Ryan Lawler: Jack’s comments on how technology is now enabling a return to personalization and craftsmanship that was previously undone were pretty telling. In the past, technology was all about making things faster, enabling mass production — but now that that’s done, it’s giving new life to businesses that focus on details and the consumer experience. His comments about how connectedness is making purchasing seamless and breaking down the traditional purchasing model in places like Sightglass or the Apple Store. (s aapl)
David Card: Pandora (s P) CTO Tom Conrad believes music listening modes — and by implication, business models — will remain distinct and in the connected future. A programmed or curated radio experience will complement on-demand listening to your collection. I buy that, but I’m less convinced that Pandora is equipped to drive terrestrial radio’s local-advertising model deep into the 21st century. That will take a huge sales force, or some kind of third-party ad network. Maybe Google (s GOOG) ought to take a fresh look at radio again.
Katie Fehrenbacher: The emergence of an industry around peer-to-peer renting, led by companies like Airbnb, car-sharing company Getaround and many others, is leading to a new type of sharing economy that could one day potentially lead to more goods used more efficiently, and less goods bought and produced. It’s the age-old hippy mantra of re-use over consumption, with a new web twist.

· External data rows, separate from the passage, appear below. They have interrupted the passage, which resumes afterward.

//! Rule conditions - except/depends applicability against selected options

use std::collections::BTreeSet;

/// The option tokens selected on the command line
#[derive(Debug, Clone, Default, PartialEq, Eq)]
pub struct OptionSet {
    tokens: BTreeSet<String>,
}

impl OptionSet {
    /// Build an option set, ignoring empty tokens
    pub fn new<I, S>(tokens: I) -> Self
    where
        I: IntoIterator<Item = S>,
        S: Into<String>,
    {
        Self {
            tokens: tokens
                .into_iter()
                .map(Into::into)
                .filter(|t| !t.is_empty())
                .collect(),
        }
    }

    pub fn contains(&self, token: &str) -> bool {
        self.tokens.contains(token)
    }

    pub fn iter(&self) -> impl Iterator<Item = &str> {
        self.tokens.iter().map(String::as_str)
    }

    pub fn is_empty(&self) -> bool {
        self.tokens.is_empty()
    }
}

/// Except/depends pair deciding whether a rule applies to a run
#[derive(Debug, Clone, Default, PartialEq, Eq)]
pub struct Condition {
    /// The rule is inactive if any of these options is selected
    pub excepts: Vec<String>,

    /// The rule is inactive unless all of these options are selected
    pub depends: Vec<String>,
}

impl Condition {
    /// Build a condition from the comma-separated `except` and `depends` attributes
    pub fn from_attrs(excepts: Option<&str>, depends: Option<&str>) -> Self {
        Self {
            excepts: split_list(excepts),
            depends: split_list(depends),
        }
    }

    /// Check whether this condition holds for the selected options
    pub fn is_active(&self, options: &OptionSet) -> bool {
        is_active(&self.excepts, &self.depends, options)
    }
}

/// A rule is active iff none of `excepts` and all of `depends` are selected.
pub fn is_active(excepts: &[String], depends: &[String], options: &OptionSet) -> bool {
    if excepts.iter().any(|e| options.contains(e)) {
        return false;
    }
    depends.iter().all(|d| options.contains(d))
}

/// Split a comma-separated attribute value, dropping empty elements
pub fn split_list(value: Option<&str>) -> Vec<String> {
    value
        .map(|v| {
            v.split(',')
                .filter(|s| !s.is_empty())
                .map(str::to_string)
                .collect()
        })
        .unwrap_or_default()
}
//! Destination tree sanity checks

use std::path::Path;
use tracing::debug;

use crate::error::{Error, Result};
use crate::rules::TargetCheck;

/// Verify every check against the destination tree
///
/// A check fails if its file cannot be read or no line of it matches.
pub fn check_targets(checks: &[&TargetCheck], dst_base: &Path) -> Result<()> {
    for check in checks {
        let path = dst_base.join(&check.file);
        let passed = match std::fs::read(&path) {
            Ok(content) => check.accepts(&content),
            Err(e) => {
                debug!("Cannot read {}: {}", path.display(), e);
                false
            }
        };

        if !passed {
            return Err(Error::TargetCheck {
                file: path,
                help: check.help.clone(),
            });
        }
        debug!("Target check passed: {}", path.display());
    }
    Ok(())
}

Michael Wolf: What defines a “book” will change radically over the next decade. Books will become connected, weaving in rich media and social streams, coming alive as the communities of readers talk, collaborate and consume within and around the book itself. Like music, books will become available anywhere on any screen, through multiple purchase models that are attuned to a consumer’s budget and consumption patterns. As a result, book publishing itself will see the old guard adapt or die, as inefficiencies of a centuries-old industry are squeezed out and new players rise up.